Aunque no se había promulgado aún la Ley de Cierre (22 de mayo de 1910), que dispuso que los establecimientos públicos no permanecieran abiertos después de las seis de la tarde, lo que contribuyó al descanso y dio una vida normal a miles de empleados que eran prácticamente esclavos de los comercios donde trabajaban, existían regulaciones que obligaban a tiendas y bodegas, en domingos y días festivos, a cerrar sus puertas a una hora determinada. La medida se incumplía, sin embargo. Los comerciantes, si bien mantenían sus establecimientos aparentemente cerrados, dejaban, después de la hora límite, una puerta discretamente abierta, la de la trastienda, para el cliente que pudiera caer.

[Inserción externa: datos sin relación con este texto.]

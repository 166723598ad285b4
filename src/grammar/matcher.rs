//! Backtracking matcher over a compiled [`Grammar`].
//!
//! Matching runs in two passes. The first computes, for an expression at a
//! position, the *set* of every end position any derivation can reach, so
//! alternatives are explored exhaustively rather than by ordered choice. Rule
//! and repetition results are memoised per position; repetitions are walked
//! breadth-first instead of recursing once per iteration. The second pass
//! rebuilds a parse tree only for the one `(start, end)` pair the caller
//! picked.
//!
//! Left recursion is rejected when the grammar is compiled, so a rule never
//! re-enters itself at the same position.

use std::cell::RefCell;
use std::collections::{BTreeSet, HashMap, VecDeque};
use std::rc::Rc;
use std::sync::Arc;

use super::tree::{Leaf, Node, ParseTree};
use super::{Expr, Grammar};
use crate::syntax::Span;

type Ends = BTreeSet<usize>;
type Items = Vec<Option<ParseTree>>;

/// Reachable ends of one repetition from one start, each with the start of
/// the iteration that reached it.
#[derive(Debug, Default)]
struct Repetition {
    previous: HashMap<usize, usize>,
}

pub(crate) struct Matcher<'g, 't> {
    grammar: &'g Grammar,
    text: &'t str,
    rules: RefCell<HashMap<(usize, usize), Rc<Ends>>>,
    repetitions: RefCell<HashMap<(usize, usize), Rc<Repetition>>>,
}

impl<'g, 't> Matcher<'g, 't> {
    pub(crate) fn new(grammar: &'g Grammar, text: &'t str) -> Self {
        Self {
            grammar,
            text,
            rules: RefCell::new(HashMap::new()),
            repetitions: RefCell::new(HashMap::new()),
        }
    }

    pub(crate) fn text(&self) -> &'t str {
        self.text
    }

    pub(crate) fn match_exact(&self) -> Option<ParseTree> {
        let top = self.grammar.top;
        let end = self
            .rule_ends(top, 0)
            .iter()
            .rev()
            .copied()
            .find(|&end| self.skip(end) == self.text.len())?;
        self.build_rule(top, 0, end)
    }

    /// Longest non-empty derivation of the top rule starting at `pos`.
    pub(crate) fn longest_at(&self, pos: usize) -> Option<(ParseTree, usize)> {
        let top = self.grammar.top;
        let end = self.rule_ends(top, pos).last().copied().filter(|&end| end > pos)?;
        let tree = self.build_rule(top, pos, end)?;
        if tree.leaves().is_empty() {
            return None;
        }
        Some((tree, end))
    }

    // ------------------------------------------------------------------------
    // Recognition
    // ------------------------------------------------------------------------

    fn ends(&self, expr: &Expr, pos: usize) -> Ends {
        match expr {
            Expr::Literal(literal) => self.literal(literal, pos).into_iter().map(|s| s.end).collect(),
            Expr::Token(index) => self.token(*index, pos).into_iter().map(|s| s.end).collect(),
            Expr::Rule(index) => self.rule_ends(*index, pos).as_ref().clone(),
            Expr::Seq(items) => self.sequence_ends(items, pos),
            Expr::Alt(items) => items.iter().flat_map(|e| self.ends(e, pos)).collect(),
            Expr::Opt(inner) => {
                let mut ends = self.ends(inner, pos);
                ends.insert(pos);
                ends
            }
            Expr::Rep(inner, id) => {
                let repetition = self.repetition(inner, *id, pos);
                std::iter::once(pos).chain(repetition.previous.keys().copied()).collect()
            }
        }
    }

    fn sequence_ends(&self, items: &[Expr], pos: usize) -> Ends {
        let mut reached = Ends::from([pos]);
        for item in items {
            reached = reached.iter().flat_map(|&at| self.ends(item, at)).collect();
            if reached.is_empty() {
                break;
            }
        }
        reached
    }

    fn rule_ends(&self, index: usize, pos: usize) -> Rc<Ends> {
        if let Some(hit) = self.rules.borrow().get(&(index, pos)) {
            return Rc::clone(hit);
        }
        let ends = Rc::new(self.ends(&self.grammar.rules[index].body, pos));
        self.rules.borrow_mut().insert((index, pos), Rc::clone(&ends));
        ends
    }

    fn repetition(&self, inner: &Expr, id: usize, pos: usize) -> Rc<Repetition> {
        if let Some(hit) = self.repetitions.borrow().get(&(id, pos)) {
            return Rc::clone(hit);
        }
        let mut repetition = Repetition::default();
        let mut queue = VecDeque::from([pos]);
        while let Some(at) = queue.pop_front() {
            // Iterations must consume input, or the repetition never ends.
            for end in self.ends(inner, at).into_iter().filter(|&end| end > at) {
                if !repetition.previous.contains_key(&end) {
                    repetition.previous.insert(end, at);
                    queue.push_back(end);
                }
            }
        }
        let repetition = Rc::new(repetition);
        self.repetitions
            .borrow_mut()
            .insert((id, pos), Rc::clone(&repetition));
        repetition
    }

    // ------------------------------------------------------------------------
    // Tree building
    // ------------------------------------------------------------------------

    fn build_rule(&self, index: usize, pos: usize, end: usize) -> Option<ParseTree> {
        if !self.rule_ends(index, pos).contains(&end) {
            return None;
        }
        let rule = &self.grammar.rules[index];
        let children = self.build(&rule.body, pos, end)?;
        Some(ParseTree::Node(Node {
            rule: Some(Arc::clone(&rule.name)),
            span: cover(&children, pos),
            children,
        }))
    }

    /// Items of one derivation of `expr` spanning exactly `pos..end`.
    fn build(&self, expr: &Expr, pos: usize, end: usize) -> Option<Items> {
        match expr {
            Expr::Literal(literal) => {
                let span = self.literal(literal, pos).filter(|s| s.end == end)?;
                Some(vec![Some(self.leaf(Arc::clone(literal), span))])
            }
            Expr::Token(index) => {
                let span = self.token(*index, pos).filter(|s| s.end == end)?;
                let name = Arc::clone(&self.grammar.tokens[*index].name);
                Some(vec![Some(self.leaf(name, span))])
            }
            Expr::Rule(index) => Some(vec![Some(self.build_rule(*index, pos, end)?)]),
            Expr::Seq(items) => self.build_sequence(items, pos, end),
            Expr::Alt(items) => items
                .iter()
                .find(|e| self.ends(e, pos).contains(&end))
                .and_then(|e| self.build(e, pos, end)),
            Expr::Opt(inner) => {
                if self.ends(inner, pos).contains(&end) {
                    Some(vec![Some(group(self.build(inner, pos, end)?, pos))])
                } else if end == pos {
                    Some(vec![None])
                } else {
                    None
                }
            }
            Expr::Rep(inner, id) => {
                let repetition = self.repetition(inner, *id, pos);
                let mut cuts = vec![end];
                let mut at = end;
                while at != pos {
                    at = *repetition.previous.get(&at)?;
                    cuts.push(at);
                }
                cuts.reverse();
                let children = cuts
                    .windows(2)
                    .map(|w| self.build(inner, w[0], w[1]).map(|items| Some(group(items, w[0]))))
                    .collect::<Option<Items>>()?;
                Some(vec![Some(ParseTree::Node(Node {
                    rule: None,
                    span: cover(&children, pos),
                    children,
                }))])
            }
        }
    }

    /// Greedy first: the first item takes the furthest end that still lets
    /// the rest reach `end`.
    fn build_sequence(&self, items: &[Expr], pos: usize, end: usize) -> Option<Items> {
        let Some((first, rest)) = items.split_first() else {
            return (pos == end).then(Vec::new);
        };
        let mid = self
            .ends(first, pos)
            .into_iter()
            .rev()
            .filter(|&mid| mid <= end)
            .find(|&mid| self.sequence_ends(rest, mid).contains(&end))?;
        let mut out = self.build(first, pos, mid)?;
        out.extend(self.build_sequence(rest, mid, end)?);
        Some(out)
    }

    // ------------------------------------------------------------------------
    // Terminals
    // ------------------------------------------------------------------------

    fn skip(&self, pos: usize) -> usize {
        self.grammar
            .skip
            .find(&self.text[pos..])
            .map_or(pos, |m| pos + m.end())
    }

    fn literal(&self, literal: &str, pos: usize) -> Option<Span> {
        let start = self.skip(pos);
        if !self.text[start..].starts_with(literal) {
            return None;
        }
        self.bounded(Span::new(start, start + literal.len()))
    }

    fn token(&self, index: usize, pos: usize) -> Option<Span> {
        let start = self.skip(pos);
        let found = self.grammar.tokens[index].regex.find(&self.text[start..])?;
        if found.end() == 0 {
            return None;
        }
        self.bounded(Span::new(start, start + found.end()))
    }

    fn leaf(&self, token: Arc<str>, span: Span) -> ParseTree {
        ParseTree::Leaf(Leaf {
            token,
            text: self.text[span.start..span.end].to_string(),
            span,
        })
    }

    /// `span` unless it is glued to a word character on either side.
    fn bounded(&self, span: Span) -> Option<Span> {
        let matched = &self.text[span.start..span.end];
        let glued_before = matched.chars().next().is_some_and(is_word_char)
            && self.text[..span.start].chars().next_back().is_some_and(is_word_char);
        let glued_after = matched.chars().next_back().is_some_and(is_word_char)
            && self.text[span.end..].chars().next().is_some_and(is_word_char);
        (!glued_before && !glued_after).then_some(span)
    }
}

fn is_word_char(c: char) -> bool {
    c.is_alphanumeric() || c == '_'
}

/// Collapses the items of one optional or iteration into a single child.
fn group(mut items: Items, pos: usize) -> ParseTree {
    if items.len() == 1 {
        if let Some(Some(tree)) = items.pop() {
            return tree;
        }
        items = vec![None];
    }
    ParseTree::Node(Node {
        rule: None,
        span: cover(&items, pos),
        children: items,
    })
}

fn cover(items: &[Option<ParseTree>], pos: usize) -> Span {
    let mut spans = items.iter().flatten().map(ParseTree::span);
    match spans.next() {
        Some(first) => spans.fold(first, |acc, s| acc.cover(s)),
        None => Span::at(pos),
    }
}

Así lo hacía invariablemente el bodeguero García Rodríguez, veterano de la contravención, un hombre para quien no existían las leyes sociales, más preocupado por asegurar sus ganancias, por mínimas que pudieran ser, que por el descanso y la familia. “Nadie cogiendo se arruina”, era la frase que de tanto repetir se había convertido para él en una suerte de divisa.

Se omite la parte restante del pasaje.